## BRIEF
Reproduce exactly the lines of the material beneath, from the line that contains "payload: 1 GiB." to the line that contains "let file = NamedTempFile::new()?;", both included, and no other lines.

+++ DATA RECORDS +++

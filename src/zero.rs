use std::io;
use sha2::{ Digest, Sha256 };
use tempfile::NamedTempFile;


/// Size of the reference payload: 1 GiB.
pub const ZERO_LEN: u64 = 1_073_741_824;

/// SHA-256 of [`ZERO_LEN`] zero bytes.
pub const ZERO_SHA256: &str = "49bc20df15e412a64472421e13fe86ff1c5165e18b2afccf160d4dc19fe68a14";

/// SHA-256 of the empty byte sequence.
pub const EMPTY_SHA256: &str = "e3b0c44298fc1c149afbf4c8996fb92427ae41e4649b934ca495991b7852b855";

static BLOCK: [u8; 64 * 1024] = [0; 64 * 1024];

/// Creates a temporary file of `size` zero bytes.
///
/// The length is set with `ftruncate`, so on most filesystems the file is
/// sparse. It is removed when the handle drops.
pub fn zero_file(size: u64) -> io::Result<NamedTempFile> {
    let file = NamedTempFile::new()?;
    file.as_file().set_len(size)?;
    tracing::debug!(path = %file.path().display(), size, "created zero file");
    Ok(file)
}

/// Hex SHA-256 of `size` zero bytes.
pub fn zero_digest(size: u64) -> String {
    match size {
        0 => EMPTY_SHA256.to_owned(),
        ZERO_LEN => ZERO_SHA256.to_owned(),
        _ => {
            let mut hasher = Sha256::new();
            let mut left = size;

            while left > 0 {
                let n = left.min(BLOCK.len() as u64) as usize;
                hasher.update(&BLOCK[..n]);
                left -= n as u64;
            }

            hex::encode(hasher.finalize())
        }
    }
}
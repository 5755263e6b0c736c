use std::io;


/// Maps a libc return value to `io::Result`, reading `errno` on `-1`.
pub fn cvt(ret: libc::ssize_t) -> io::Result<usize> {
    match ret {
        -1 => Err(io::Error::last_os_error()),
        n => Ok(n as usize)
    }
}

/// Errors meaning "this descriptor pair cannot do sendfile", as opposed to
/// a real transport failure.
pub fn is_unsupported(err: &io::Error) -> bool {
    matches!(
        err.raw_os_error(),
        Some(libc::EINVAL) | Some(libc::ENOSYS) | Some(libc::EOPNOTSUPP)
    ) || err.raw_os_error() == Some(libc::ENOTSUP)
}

+++

## RESPONSE AREA
/// Size of the reference payload: 1 GiB.
pub const ZERO_LEN: u64 = 1_073_741_824;

/// SHA-256 of [`ZERO_LEN`] zero bytes.
pub const ZERO_SHA256: &str = "49bc20df15e412a64472421e13fe86ff1c5165e18b2afccf160d4dc19fe68a14";

/// SHA-256 of the empty byte sequence.
pub const EMPTY_SHA256: &str = "e3b0c44298fc1c149afbf4c8996fb92427ae41e4649b934ca495991b7852b855";

static BLOCK: [u8; 64 * 1024] = [0; 64 * 1024];

/// Creates a temporary file of `size` zero bytes.
///
/// The length is set with `ftruncate`, so on most filesystems the file is
/// sparse. It is removed when the handle drops.
pub fn zero_file(size: u64) -> io::Result<NamedTempFile> {
    let file = NamedTempFile::new()?;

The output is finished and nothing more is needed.